Dataset records:
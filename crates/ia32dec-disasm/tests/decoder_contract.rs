//! Integration tests for the decoder's public contract: cursor movement,
//! end-of-stream reporting, mode switching and deferred completion.

use ia32dec_core::{register::x86, ControlFlow, Operand, OperandKind, Register};
use ia32dec_disasm::{
    make_decoder, Architecture, DecodeError, DecoderConfig, Disassembler, Instruction,
    X86Decoder,
};

/// push rbp; mov rbp, rsp; sub rsp, 0x20; mov eax, 1; leave; ret
const PROLOGUE_64: &[u8] = &[
    0x55, // push rbp
    0x48, 0x89, 0xe5, // mov rbp, rsp
    0x48, 0x83, 0xec, 0x20, // sub rsp, 0x20
    0xb8, 0x01, 0x00, 0x00, 0x00, // mov eax, 1
    0xc9, // leave
    0xc3, // ret
];

fn completed(decoder: &X86Decoder<'_>, mut insn: Instruction) -> Instruction {
    decoder.complete(&mut insn).unwrap();
    insn
}

#[test]
fn single_instruction_consumes_whole_buffer() {
    let cases: &[(Architecture, &[u8])] = &[
        (Architecture::X86_64, &[0x48, 0x89, 0xe5]),
        (Architecture::X86_64, &[0x48, 0x8b, 0x04, 0x25, 0x28, 0x00, 0x00, 0x00]),
        (Architecture::X86, &[0x8b, 0x44, 0x24, 0x04]),
        (Architecture::X86, &[0x66, 0xb8, 0x34, 0x12]),
        (Architecture::X86, &[0xe9, 0x00, 0x00, 0x00, 0x00]),
    ];

    for (arch, bytes) in cases {
        let mut decoder = X86Decoder::new(bytes, *arch);
        let insn = decoder.decode().unwrap();
        assert_eq!(insn.size, bytes.len(), "{bytes:02x?}");
        assert_eq!(decoder.position(), bytes.len());
        assert!(decoder.is_at_end());
    }
}

#[test]
fn empty_and_exhausted_buffers_report_end() {
    let mut decoder = X86Decoder::new(&[], Architecture::X86);
    let err = decoder.decode().unwrap_err();
    assert!(err.is_end_of_buffer());
    assert_eq!(decoder.position(), 0);

    let code = [0xc3];
    let mut decoder = X86Decoder::new(&code, Architecture::X86);
    decoder.decode().unwrap();
    for _ in 0..3 {
        assert!(decoder.decode().unwrap_err().is_end_of_buffer());
        assert_eq!(decoder.position(), 1);
    }

    // No buffer at all
    let mut decoder = X86Decoder::default();
    assert_eq!(decoder.architecture(), Architecture::X86);
    assert!(decoder.decode().unwrap_err().is_end_of_buffer());
}

#[test]
fn failed_decode_leaves_cursor_in_place() {
    // nop, then a call whose displacement is cut off
    let code = [0x90, 0xe8, 0x00, 0x01];
    let mut decoder = X86Decoder::new(&code, Architecture::X86_64);
    decoder.decode().unwrap();

    let err = decoder.decode().unwrap_err();
    assert_eq!(err, DecodeError::truncated(1, 5, 3));
    assert_eq!(decoder.position(), 1);

    // The sentinel view collapses the error
    assert!(decoder.decode().ok().is_none());
}

#[test]
fn complete_is_idempotent() {
    let mut decoder = X86Decoder::new(PROLOGUE_64, Architecture::X86_64);
    while let Ok(mut insn) = decoder.decode() {
        assert!(!insn.is_complete());
        decoder.complete(&mut insn).unwrap();
        let first = insn.clone();
        decoder.complete(&mut insn).unwrap();
        decoder.complete(&mut insn).unwrap();
        assert_eq!(first, insn);
    }
}

#[test]
fn mode_changes_how_rex_bytes_decode() {
    let bytes = [0x48, 0x89, 0xe5];

    let mut decoder = X86Decoder::detached(Architecture::X86);
    let insn32 = completed(&decoder, decoder.decode_at(&bytes, 0).unwrap());
    assert_eq!(insn32.mnemonic, "dec");
    assert_eq!(insn32.size, 1);

    decoder.set_mode(true);
    let insn64 = completed(&decoder, decoder.decode_at(&bytes, 0).unwrap());
    assert_eq!(insn64.mnemonic, "mov");
    assert_eq!(insn64.size, 3);
    assert_eq!(insn64.write_set(), vec![Register::gpr(x86::RBP, 64)]);

    // 41 50: inc ecx; push eax  vs  push r8
    let bytes = [0x41, 0x50];
    decoder.set_mode(false);
    assert_eq!(decoder.decode_at(&bytes, 0).unwrap().mnemonic, "inc");
    decoder.set_mode(true);
    let push = completed(&decoder, decoder.decode_at(&bytes, 0).unwrap());
    assert_eq!(push.size, 2);
    assert_eq!(
        push.operands().unwrap()[0].operand,
        Operand::reg(Register::gpr(x86::R8, 64))
    );
}

#[test]
fn concatenated_instructions_decode_in_sequence() {
    let mut decoder = X86Decoder::new(PROLOGUE_64, Architecture::X86_64);
    let mut sizes = Vec::new();
    loop {
        match decoder.decode() {
            Ok(insn) => sizes.push(insn.size),
            Err(err) => {
                assert!(err.is_end_of_buffer());
                break;
            }
        }
    }
    assert_eq!(sizes, vec![1, 3, 4, 5, 1, 1]);
    assert_eq!(sizes.iter().sum::<usize>(), PROLOGUE_64.len());
}

#[test]
fn instruction_iterator_stops_at_end_and_fuses() {
    let mut decoder = X86Decoder::new(PROLOGUE_64, Architecture::X86_64);
    let mnemonics: Vec<String> = decoder
        .instructions()
        .map(|insn| insn.unwrap().mnemonic)
        .collect();
    assert_eq!(mnemonics, ["push", "mov", "sub", "mov", "leave", "ret"]);

    // Stops after the first invalid instruction
    let code = [0x90, 0x06, 0x90];
    let mut decoder = X86Decoder::new(&code, Architecture::X86_64);
    let mut iter = decoder.instructions();
    assert!(iter.next().unwrap().is_ok());
    assert!(iter.next().unwrap().is_err());
    assert!(iter.next().is_none());
}

#[test]
fn truncated_fields_fail_without_reading_past_the_end() {
    let decoder = X86Decoder::detached(Architecture::X86_64);
    let full = [0x48, 0x8b, 0x84, 0x24, 0x00, 0x01, 0x00, 0x00]; // mov rax, [rsp + 0x100]
    assert!(decoder.decode_at(&full, 0).is_ok());
    for len in 0..full.len() {
        let err = decoder.decode_at(&full[..len], 0).unwrap_err();
        match len {
            0 => assert!(err.is_end_of_buffer()),
            _ => assert!(matches!(err, DecodeError::Truncated { available, .. } if available == len)),
        }
    }

    // Immediate cut short
    let err = decoder.decode_at(&[0x48, 0x81, 0xc4, 0x00, 0x01], 0).unwrap_err();
    assert_eq!(err, DecodeError::truncated(0, 7, 5));
}

#[test]
fn decode_at_is_independent_of_bound_state() {
    let mut decoder = X86Decoder::new(PROLOGUE_64, Architecture::X86_64);
    decoder.decode().unwrap();
    let position = decoder.position();

    let other = [0xe8, 0x10, 0x00, 0x00, 0x00];
    let call = decoder.decode_at(&other, 0x40_0000).unwrap();
    assert_eq!(call.address, 0x40_0000);
    assert!(matches!(call.control_flow, ControlFlow::Call { target: 0x40_0015, .. }));
    assert_eq!(decoder.position(), position);

    // The cursor picks up where it left off
    assert_eq!(decoder.decode().unwrap().mnemonic, "mov");
}

#[test]
fn deferred_skeleton_knows_kinds_before_completion() {
    let decoder = X86Decoder::detached(Architecture::X86_64);
    let insn = decoder.decode_at(&[0x48, 0x83, 0x7d, 0xf0, 0x0a], 0).unwrap();
    assert!(insn.operands().is_none());
    assert!(insn.read_set().is_empty());
    assert_eq!(
        insn.operand_kinds(),
        vec![OperandKind::Memory, OperandKind::Immediate]
    );

    let insn = completed(&decoder, insn);
    assert!(insn
        .to_string()
        .ends_with("cmp qword ptr [rbp - 0x10], 0xa"));
    assert_eq!(insn.read_set(), vec![Register::gpr(x86::RBP, 64)]);
    assert!(insn.write_set().is_empty());
}

#[test]
fn eager_config_and_base_address() {
    let config = DecoderConfig::new(Architecture::X86_64)
        .with_base_address(0x40_1000)
        .eager();
    let mut decoder = X86Decoder::with_config(PROLOGUE_64, config);
    let first = decoder.decode().unwrap();
    assert!(first.is_complete());
    assert_eq!(first.address, 0x40_1000);
    assert_eq!(decoder.decode().unwrap().address, 0x40_1001);
    assert_eq!(decoder.current_address(), 0x40_1004);
}

#[test]
fn rebind_resets_cursor() {
    let first = [0x90, 0x90];
    let second = [0xc3];
    let mut decoder = X86Decoder::new(&first, Architecture::X86);
    decoder.decode().unwrap();
    decoder.rebind(&second);
    assert_eq!(decoder.position(), 0);
    assert_eq!(decoder.decode().unwrap().mnemonic, "ret");
}

#[test]
fn variant_set_dispatches_by_architecture() {
    let mut decoder = make_decoder(Architecture::X86_64, Some(PROLOGUE_64));
    assert_eq!(decoder.max_instruction_size(), 15);
    assert!(!decoder.is_fixed_width());
    let results = decoder.disassemble_block(PROLOGUE_64, 0);
    assert!(results.iter().all(Result::is_ok));
    assert_eq!(results.len(), 6);
    assert_eq!(decoder.decode().unwrap().mnemonic, "push");
}
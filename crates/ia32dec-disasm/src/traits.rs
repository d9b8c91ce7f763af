//! Decoder traits.

use crate::DecodeError;
use ia32dec_core::{Architecture, Instruction};

/// Contract shared by every instruction decoder in the crate.
pub trait Disassembler {
    /// Decode a single instruction starting at the given address.
    ///
    /// # Arguments
    /// * `bytes` - The raw bytes to decode
    /// * `address` - The virtual address of the first byte
    ///
    /// # Returns
    /// The decoded instruction; its `size` is the number of bytes consumed.
    fn decode_instruction(&self, bytes: &[u8], address: u64) -> Result<Instruction, DecodeError>;

    /// Resolve deferred operands. Calling this on a completed instruction
    /// is a no-op.
    fn complete(&self, insn: &mut Instruction) -> Result<(), DecodeError>;

    /// Returns the minimum instruction size for this architecture.
    fn min_instruction_size(&self) -> usize;

    /// Returns the maximum instruction size for this architecture.
    fn max_instruction_size(&self) -> usize;

    /// Returns whether instructions are fixed-width.
    fn is_fixed_width(&self) -> bool;

    /// Returns the current decoding architecture.
    fn architecture(&self) -> Architecture;

    /// Disassemble a block of code into instructions.
    fn disassemble_block(
        &self,
        bytes: &[u8],
        start_address: u64,
    ) -> Vec<Result<Instruction, DecodeError>> {
        let mut instructions = Vec::new();
        let mut offset = 0;

        while offset < bytes.len() {
            let remaining = &bytes[offset..];
            let address = start_address.wrapping_add(offset as u64);

            match self.decode_instruction(remaining, address) {
                Ok(insn) => {
                    offset += insn.size;
                    instructions.push(Ok(insn));
                }
                Err(e) => {
                    // On error, skip one byte and continue
                    offset += 1;
                    instructions.push(Err(e));
                }
            }
        }

        instructions
    }
}
//! Architecture identification and properties.

/// Supported decoding modes of the x86 family.
#[derive(Debug, Clone, Copy, PartialEq, Eq, Hash, Default)]
#[cfg_attr(feature = "serde", derive(serde::Serialize, serde::Deserialize))]
pub enum Architecture {
    /// 32-bit x86 (IA-32, protected mode)
    #[default]
    X86,
    /// x86-64 / AMD64 (long mode)
    X86_64,
}

impl Architecture {
    /// Returns the architecture for a 64-bit or 32-bit mode flag.
    pub fn from_mode(is_64: bool) -> Self {
        if is_64 {
            Self::X86_64
        } else {
            Self::X86
        }
    }

    /// Parses an architecture name.
    pub fn from_name(name: &str) -> Option<Self> {
        match name.to_ascii_lowercase().as_str() {
            "x86" | "i386" | "i686" | "ia32" | "x86_32" => Some(Self::X86),
            "x86_64" | "x86-64" | "amd64" | "x64" => Some(Self::X86_64),
            _ => None,
        }
    }

    /// Returns whether this is a 64-bit architecture.
    pub fn is_64bit(&self) -> bool {
        matches!(self, Self::X86_64)
    }

    /// Returns the name of this architecture.
    pub fn name(&self) -> &'static str {
        match self {
            Self::X86_64 => "x86_64",
            Self::X86 => "x86",
        }
    }
}

impl std::fmt::Display for Architecture {
    fn fmt(&self, f: &mut std::fmt::Formatter<'_>) -> std::fmt::Result {
        f.write_str(self.name())
    }
}

#[cfg(test)]
mod tests {
    use super::*;

    #[test]
    fn test_from_name() {
        assert_eq!(Architecture::from_name("AMD64"), Some(Architecture::X86_64));
        assert_eq!(Architecture::from_name("i386"), Some(Architecture::X86));
        assert_eq!(Architecture::from_name("arm64"), None);
    }

    #[test]
    fn test_mode_flag() {
        assert_eq!(Architecture::from_mode(true), Architecture::X86_64);
        assert!(!Architecture::from_mode(false).is_64bit());
        assert_eq!(Architecture::default(), Architecture::X86);
    }
}
//! Two-phase operand state.
//!
//! Decoding an instruction validates every byte and records where each
//! operand lives in the encoding, but materialising registers, memory
//! expressions and immediates is postponed until a caller asks for it.
//! An instruction's operands are either [`OperandState::Deferred`] or
//! [`OperandState::Complete`]; completion is the only transition.

use crate::{Access, DecodedOperand, OperandKind};

/// Operands of an instruction, before or after completion.
#[derive(Debug, Clone, PartialEq)]
#[cfg_attr(feature = "serde", derive(serde::Serialize, serde::Deserialize))]
pub enum OperandState {
    /// Kinds, sizes and access flags known; values not yet built.
    Deferred(DeferredOperands),
    /// Every operand resolved.
    Complete(Vec<DecodedOperand>),
}

impl OperandState {
    /// Returns true once operands have been resolved.
    pub fn is_complete(&self) -> bool {
        matches!(self, Self::Complete(_))
    }

    /// Number of explicit operands.
    pub fn len(&self) -> usize {
        match self {
            Self::Deferred(deferred) => deferred.slots.len(),
            Self::Complete(operands) => operands.len(),
        }
    }

    pub fn is_empty(&self) -> bool {
        self.len() == 0
    }

    /// Operand kinds in order, available in both states.
    pub fn kinds(&self) -> Vec<OperandKind> {
        match self {
            Self::Deferred(deferred) => deferred.slots.iter().map(|s| s.kind).collect(),
            Self::Complete(operands) => operands.iter().map(|o| o.kind()).collect(),
        }
    }

    /// Access flags in order, available in both states.
    pub fn accesses(&self) -> Vec<Access> {
        match self {
            Self::Deferred(deferred) => deferred.slots.iter().map(|s| s.access).collect(),
            Self::Complete(operands) => operands.iter().map(|o| o.access).collect(),
        }
    }
}

/// Skeleton operands: one slot per operand plus the byte layout needed to
/// resolve them.
#[derive(Debug, Clone, PartialEq)]
#[cfg_attr(feature = "serde", derive(serde::Serialize, serde::Deserialize))]
pub struct DeferredOperands {
    pub slots: Vec<OperandSlot>,
    pub layout: EncodingLayout,
}

/// One operand whose value has not been materialised yet.
#[derive(Debug, Clone, Copy, PartialEq, Eq)]
#[cfg_attr(feature = "serde", derive(serde::Serialize, serde::Deserialize))]
pub struct OperandSlot {
    pub kind: OperandKind,
    pub source: OperandSource,
    /// Width in bits after prefix and mode resolution.
    pub size: u16,
    pub access: Access,
}

/// Where in the encoding an operand comes from.
///
/// Byte offsets are relative to the first byte of the instruction.
#[derive(Debug, Clone, Copy, PartialEq, Eq)]
#[cfg_attr(feature = "serde", derive(serde::Serialize, serde::Deserialize))]
pub enum OperandSource {
    /// ModR/M reg field.
    ModRmReg,
    /// ModR/M r/m field (register when mod=11, memory otherwise).
    ModRmRm,
    /// Low three bits of the last opcode byte.
    OpcodeReg,
    /// General purpose register implied by the opcode.
    FixedRegister(u16),
    /// Segment register implied by the opcode.
    SegmentRegister(u16),
    /// Segment register selected by the ModR/M reg field (MOV Sreg).
    ModRmSegment,
    /// Immediate bytes.
    Immediate { offset: u8, width: u8, signed: bool },
    /// Branch displacement relative to the next instruction.
    Relative { offset: u8, width: u8 },
    /// Absolute address (moffs), `width` follows the address size.
    MemoryOffset { offset: u8, width: u8 },
    /// Constant operand implied by the opcode (shift by one).
    Constant(i64),
}

/// Byte layout of the addressing part of an instruction.
#[derive(Debug, Clone, Copy, PartialEq, Eq, Default)]
#[cfg_attr(feature = "serde", derive(serde::Serialize, serde::Deserialize))]
pub struct EncodingLayout {
    /// Offset of the last opcode byte.
    pub opcode: u8,
    /// Offset of the ModR/M byte.
    pub modrm: Option<u8>,
    /// Offset of the SIB byte.
    pub sib: Option<u8>,
    /// Displacement location.
    pub displacement: Option<Displacement>,
    /// Effective address size in bits (16, 32 or 64).
    pub address_size: u16,
}

/// Location and width of a ModR/M displacement.
#[derive(Debug, Clone, Copy, PartialEq, Eq)]
#[cfg_attr(feature = "serde", derive(serde::Serialize, serde::Deserialize))]
pub struct Displacement {
    pub offset: u8,
    pub width: u8,
}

Work instruction: Each line in the data that holds the string "available" needs to be copied.

Output:
            _ => assert!(matches!(err, DecodeError::Truncated { available, .. } if available == len)),
    /// Operand kinds in order, available in both states.
    /// Access flags in order, available in both states.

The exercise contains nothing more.